======== TASK DATA ========
//! Pure stopwatch logic: the timing state machine and the elapsed-time and
//! lap derivations that hang off its transitions.
//!
//! Nothing here touches the terminal or the async runtime, so every piece is
//! driven directly from tests.

pub mod automaton;
pub mod buttons;
pub mod clock;
pub mod format;
pub mod laps;

pub use automaton::{Automaton, Input, State, Transition};
pub use buttons::{Button, Tone};
pub use clock::Clock;
pub use format::format_elapsed;
pub use laps::{Lap, LapRecorder};
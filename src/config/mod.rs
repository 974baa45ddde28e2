pub mod keys;
pub mod model;

use anyhow::{Context, Result};
use std::path::PathBuf;

pub use model::AppConfig;

/// Semantic problems in an otherwise well-formed config file.
#[derive(Debug, thiserror::Error)]
pub enum ConfigError {
    #[error("clock.tick_interval_ms must be greater than zero")]
    ZeroTickInterval,
    #[error("clock.max_laps must be greater than zero")]
    ZeroMaxLaps,
    #[error("unknown key name {name:?} in [keys].{binding}")]
    UnknownKey { binding: &'static str, name: String },
    #[error("invalid ui.wall_clock_format {0:?}")]
    InvalidWallClockFormat(String),
    #[error("unknown log level {0:?} (expected trace, debug, info, warn or error)")]
    UnknownLogLevel(String),
}

pub fn config_path() -> PathBuf {
    dirs::config_dir()
        .unwrap_or_else(|| PathBuf::from("."))
        .join("lapwatch")
        .join("config.toml")
}

pub fn load_config() -> Result<AppConfig> {
    let path = config_path();
    if !path.exists() {
        return Ok(AppConfig::default());
    }
    let contents = std::fs::read_to_string(&path)
        .with_context(|| format!("Failed to read config from {}", path.display()))?;
    let config = parse_config(&contents)
        .with_context(|| format!("Invalid config file {}", path.display()))?;
    Ok(config)
}

pub fn parse_config(contents: &str) -> Result<AppConfig> {
    let config: AppConfig =
        toml::from_str(contents).with_context(|| "Failed to parse config file")?;
    config.validate()?;
    Ok(config)
}

pub fn save_config(config: &AppConfig) -> Result<PathBuf> {
    let path = config_path();
    if let Some(parent) = path.parent() {
        std::fs::create_dir_all(parent)
            .with_context(|| format!("Failed to create config directory {}", parent.display()))?;
    }
    let contents = toml::to_string_pretty(config).with_context(|| "Failed to serialize config")?;
    std::fs::write(&path, contents)
        .with_context(|| format!("Failed to write config to {}", path.display()))?;
    Ok(path)
}

#[cfg(test)]
mod tests {
    use super::*;

    #[test]
    fn test_empty_file_gives_defaults() {
        let config = parse_config("").unwrap();
        assert_eq!(config.clock.tick_interval_ms, 10);
        assert_eq!(config.clock.max_laps, 99);
        assert!(config.ui.highlight_extremes);
        assert!(!config.logging.enabled);
    }

    #[test]
    fn test_partial_section() {
        let config = parse_config("[clock]\ntick_interval_ms = 50\n").unwrap();
        assert_eq!(config.clock.tick_interval_ms, 50);
        assert_eq!(config.clock.max_laps, 99);
    }

    #[test]
    fn test_zero_interval_rejected() {
        let err = parse_config("[clock]\ntick_interval_ms = 0\n").unwrap_err();
        assert!(matches!(
            err.downcast_ref::<ConfigError>(),
            Some(ConfigError::ZeroTickInterval)
        ));
    }

    #[test]
    fn test_unknown_key_rejected() {
        let err = parse_config("[keys]\nprimary = [\"hyper\"]\n").unwrap_err();
        assert!(matches!(
            err.downcast_ref::<ConfigError>(),
            Some(ConfigError::UnknownKey { binding: "primary", .. })
        ));
    }

    #[test]
    fn test_bad_wall_clock_format_rejected() {
        let err = parse_config("[ui]\nwall_clock_format = \"%Q\"\n").unwrap_err();
        assert!(matches!(
            err.downcast_ref::<ConfigError>(),
            Some(ConfigError::InvalidWallClockFormat(f)) if f == "%Q"
        ));

        let config = parse_config("[ui]\nwall_clock_format = \"%H:%M\"\n").unwrap();
        assert_eq!(config.ui.wall_clock_format, "%H:%M");
    }

    #[test]
    fn test_bad_log_level_rejected() {
        let err = parse_config("[logging]\nlevel = \"loud\"\n").unwrap_err();
        assert!(matches!(
            err.downcast_ref::<ConfigError>(),
            Some(ConfigError::UnknownLogLevel(_))
        ));
    }

    #[test]
    fn test_defaults_survive_toml_round_trip() {
        let text = toml::to_string_pretty(&AppConfig::default()).unwrap();
        let config = parse_config(&text).unwrap();
        assert_eq!(config.keys.primary, AppConfig::default().keys.primary);
    }
}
========
→ **WORK ORDER**:
Search the data for the string "UnknownLogLevel" and copy out every line where it is found.

→ **ANSWER BOX**:
    UnknownLogLevel(String),
            Some(ConfigError::UnknownLogLevel(_))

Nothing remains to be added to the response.